Personally identifiable information (PII) is any data that can be used to specifically identify an individual. On the Feed Definition page, individual Feed Columns have a PII section that indicates if the field contains PII (Y or N).

Priority

When you define a source, you set the source's display priority, 1 (highest priority) to 999 (lowest priority). When source names are displayed by priority (such as on the CDP Summary chart) they are listed by priority number (highest priority number to lowest priority number).

Quarantined

  • Quarantined means a record had one or more validation issues and has been removed from the process and written to a file in the quarantine directory.

  • If the incoming feed has duplicates based on the defined primary key, the "extra" records are removed from the process, counted, and reported via the UI.

  • Records that are removed from the process based on a business rule are ignored.

Reference data

Used to ingest lookup values that are specific to the customer (Business Unit, Brand, Payment Type, Sources, etc.). These values will be included in feed layout validation rules, loaded into appropriate lookup tables, and might require business rule adjustments. 

Source

A source is a way to group and categorize feeds (i.e., a source system); it is comprised of one or more feeds.
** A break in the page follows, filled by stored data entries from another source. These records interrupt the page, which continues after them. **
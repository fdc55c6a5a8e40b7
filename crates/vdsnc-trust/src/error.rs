//! Error types for trust-store operations.

use thiserror::Error;

/// Errors from the durable CRL cache.
#[derive(Debug, Error)]
pub enum CacheError {
    /// An I/O error while reading or writing a record.
    #[error("cache I/O error: {0}")]
    Io(#[from] std::io::Error),
}

/// Errors from a single CRL refresh.
#[derive(Debug, Error)]
pub enum RefreshError {
    /// The HTTP download failed.
    #[error("CRL download failed: {0}")]
    Http(#[from] reqwest::Error),
    /// The downloaded bytes could not be persisted.
    #[error("CRL persistence failed: {0}")]
    Cache(#[from] CacheError),
}

/// Errors constructing the trust store itself.
#[derive(Debug, Error)]
pub enum TrustStoreError {
    /// The HTTP client could not be built from the configuration.
    #[error("failed to build HTTP client: {0}")]
    HttpClient(#[from] reqwest::Error),
}
//! Arena-based DER/ASN.1 decoder.
//!
//! Parses a DER byte stream into a forest of tagged nodes stored in an
//! [`Arena`]. Every node records the exact byte range of its encoding so
//! callers can recover `tbsCertificate` / `tbsCertList` bytes verbatim for
//! signature checks.
#![deny(warnings, clippy::all, clippy::pedantic)]
#![warn(missing_docs)]

pub mod arena;
pub mod error;
pub mod tag;
pub mod value;

pub use arena::{Arena, NodeId};
pub use error::DerError;
pub use tag::{Class, Tag};
pub use value::Value;
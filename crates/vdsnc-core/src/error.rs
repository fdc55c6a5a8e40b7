//! Error types for envelope decoding.

use thiserror::Error;

/// Errors that can occur while decoding a VDS envelope.
#[derive(Debug, Clone, Error, PartialEq, Eq)]
pub enum VdsDecodeError {
    /// The input is not a structurally valid VDS JSON envelope: a missing
    /// required field, a wrong type, an unknown signature algorithm, or
    /// text that is not JSON at all.
    #[error("VDS JSON decoding failed: {0}")]
    JsonDecoding(String),
}
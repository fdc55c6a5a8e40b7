//! Trust-store configuration.

use std::time::Duration;

/// Tunables for refresh scheduling and overdue reporting.
#[derive(Debug, Clone)]
pub struct TrustStoreConfig {
    /// Period between automatic CRL refresh ticks.
    pub refresh_period: Duration,
    /// Age past which a refreshable CRL counts as overdue.
    pub overdue_after: Duration,
    /// Per-request timeout for CRL downloads; `None` keeps the HTTP
    /// client default.
    pub http_timeout: Option<Duration>,
}

impl Default for TrustStoreConfig {
    fn default() -> Self {
        TrustStoreConfig {
            refresh_period: Duration::from_secs(86_400),
            overdue_after: Duration::from_secs(864_000),
            http_timeout: None,
        }
    }
}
A source could consist of a single feed or a hundred feeds.

For example:

  • Customer operational systems (POS, e-comm, etc.)

  • Third-Party (e.g., CRM, social media, demographic append, etc.)

Source status

This value is an indicator of how well your source is performing. The status of an individual source is based upon the statuses of its included feeds.

Source status

Description

Good

All feeds included in this source executed successfully within their scheduled feed frequency.

Error

One of the feeds included in this source has a feed status of With Errors.

Stale

One of the feeds included in this source is stale.

Source to feed layout

The process during which all required data attributes are mapped from their source to a relevant feed layout. This is the first deliverable in the onboarding process. For example:

  • Mapping PII to Party_Profile feed layout

  • Mapping store data to a location feed layout and relevant data required to its extension table

Refer to Data ingestion basics for more information about this process.

Split

Splits allow you to edit your audience down to your essential customers. A split is a predefined segment added to the audience during audience definition. A split excludes all customers except for the customers defined by the segment. In essence, it "splits" off the group of customers defined by the split segment.

Summary tables

The tables where the data summaries reside.

Suppression

Suppressions allow you to edit your audience down to your essential customers. A suppression is a predefined segment added to the audience during audience definition, but in this case the segment rules exclude customers from the audience.

System

System is a place that holds data at rest or data records at creation.

For example:

  • A CDP

  • A data warehouse

Table metadata

Information about table schema and names, column names, datatypes, nulls, primary, foreign, alternate keys, referential integrity constraints, etc.

Table metrics

The table metrics are calculated from all the feed runs using the following time values and table change counts:

Table metrics time values and table change counts

Description

Start Time

Last completed feed run time (24 hours).

End Time

Last completed feed run time.

Inserted Count

Number of records inserted into the table.

Updated Count

Number of records updated in the table.

Deleted Count

Number of records deleted from the table.

Target

A target is where the data are written.

Valid ranges

Valid ranges reference a range of values acceptable for a given attribute. For example, an Age attribute may contain a range from 0-100, and any value outside that range indicates a problem.

Valid values

Valid values are the values allowed for a particular column (defined in the lookup table). A value outside of those defined in Valid Values would result in an error. Valid values reduce data entry errors and help maintain consistency/data integrity.